I stand there, paralyzed, as she opens the car door. The interior light floods the driveway, illuminating the tears streaming down her face. She looks devastated. She looks beautiful.
She looks gone.
"Please," I whisper. One last time. "Please don't go."
She pauses, one foot in the car. She looks up at me, and her eyes are full of a terrible, final pity.
"He said everyone leaves," she says. "I didn't want him to be right. But I guess he is."
She slides into the seat. The door slams shut.
I stand in the driveway as the engine turns over. I stand there as she backs out. I stand there as the taillights shrink to red pinpricks and then blink out around the bend.
Gone.
The silence rushes back in. Louder than before. It screams.
Everyone leaves.
Blake said that to her. Looked the woman I love in the eye and told her she was temporary. Took the things I trusted him with and used them to cut her open.

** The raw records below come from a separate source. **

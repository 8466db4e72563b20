//! Control-channel lifecycle: one session per connection, from upgrade
//! through teardown.

use axum::extract::ws::WebSocket;
use devtools_remote_core::protocol::{self, ControlMessage};
use devtools_remote_core::{Announcement, CloseReason, FrameSink, SessionId};
use metrics::{counter, gauge, histogram};
use tracing::{debug, info, instrument, warn};

use super::connection::{Channel, ChannelKind};
use crate::analytics::{self, SESSIONS_CREATED};
use crate::metrics::{
    RELAY_FRAMES_TOTAL, RELAY_MALFORMED_FRAMES_TOTAL, RELAY_SESSION_DURATION_SECONDS,
    RELAY_SESSIONS_ACTIVE, RELAY_TARGETS_TOTAL,
};
use crate::server::AppState;

/// Run a control channel.
///
/// 1. Creates a session owned by this connection
/// 2. Registers a target and replies `sessionCreated` for every `hello`
/// 3. Relays `data.response` / `data.event` payloads to the data channel
/// 4. On disconnect, destroys the session (closing any data channel) and
///    emits the end-of-session analytics
pub async fn run_control_session(ws: WebSocket, state: AppState) {
    let channel = Channel::open(
        ws,
        ChannelKind::Control,
        state.config.send_queue_capacity,
        state.keepalive,
        state.shutdown.connection_guard(),
    );
    let session_id = state.relay.registry().create_session(channel.sink());
    control_loop(channel, session_id, state).await;
}

#[instrument(skip_all, fields(session_id = %session_id, conn_id = %channel.connection().connection_id()))]
async fn control_loop(mut channel: Channel, session_id: SessionId, state: AppState) {
    info!("control channel connected");
    gauge!(RELAY_SESSIONS_ACTIVE).increment(1.0);
    let shutdown = state.shutdown.token();

    while let Some(text) = channel.next_text(&shutdown).await {
        match protocol::parse_control_message(&text) {
            Ok(ControlMessage::Hello(announcement)) => {
                handle_hello(&channel, &session_id, announcement, &state);
            }
            Ok(ControlMessage::DataResponse(frame) | ControlMessage::DataEvent(frame)) => {
                let delivery = state.relay.to_data_channel(&session_id, &frame);
                counter!(RELAY_FRAMES_TOTAL, "direction" => "to_data", "outcome" => delivery.as_str())
                    .increment(1);
            }
            Ok(ControlMessage::Unknown(event)) => {
                debug!(event, "ignoring unknown control event");
            }
            Err(e) => {
                counter!(RELAY_MALFORMED_FRAMES_TOTAL, "channel" => "control").increment(1);
                warn!(error = %e, kind = e.error_kind(), "ignoring malformed control message");
            }
        }
    }

    if let Some(ended) = state.relay.teardown(&session_id) {
        histogram!(RELAY_SESSION_DURATION_SECONDS).record(ended.duration.as_secs_f64());
        analytics::record_session_ended(state.analytics.as_ref(), &ended);
        info!(
            duration_ms = u64::try_from(ended.duration.as_millis()).unwrap_or(u64::MAX),
            targets = ended.target_count,
            had_data_channel = ended.data_channel.is_some(),
            "control channel disconnected, session destroyed"
        );
    }
    gauge!(RELAY_SESSIONS_ACTIVE).decrement(1.0);
    channel.finish(CloseReason::NORMAL).await;
}

fn handle_hello(
    channel: &Channel,
    session_id: &SessionId,
    announcement: Announcement,
    state: &AppState,
) {
    let target = match state.relay.registry().add_target(session_id, announcement) {
        Ok(target) => target,
        Err(e) => {
            warn!(error = %e, "hello for a session that no longer exists");
            return;
        }
    };
    counter!(RELAY_TARGETS_TOTAL).increment(1);
    info!(
        target_id = %target.id,
        title = %target.title,
        url = %target.url,
        "target announced"
    );

    match protocol::session_created(session_id) {
        Ok(reply) => {
            if !channel.connection().send(reply.into()) {
                warn!("failed to enqueue sessionCreated (queue full or closed)");
            }
        }
        Err(e) => warn!(error = %e, "failed to encode sessionCreated"),
    }

    state.analytics.record_event(
        SESSIONS_CREATED,
        analytics::session_created_properties(session_id),
    );
}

And then he told her about the contract.
He told her I made him stay. Painted me as the desperate, clingy friend who couldn't function alone. Took the one thing I did out of love — trying to save his life — and turned it into the thing that killed this.
My knees give. I sit down hard on the bottom porch step. The damp cold seeps through my jeans. I can't feel it. I can't feel anything except the absence. This huge, hollowed-out nothing where she used to be.
She's gone.
Laine is gone. The laughter. The warmth. The future I was building. All of it.
Gone.
And it's his fault.
The thought lands like a match on gasoline.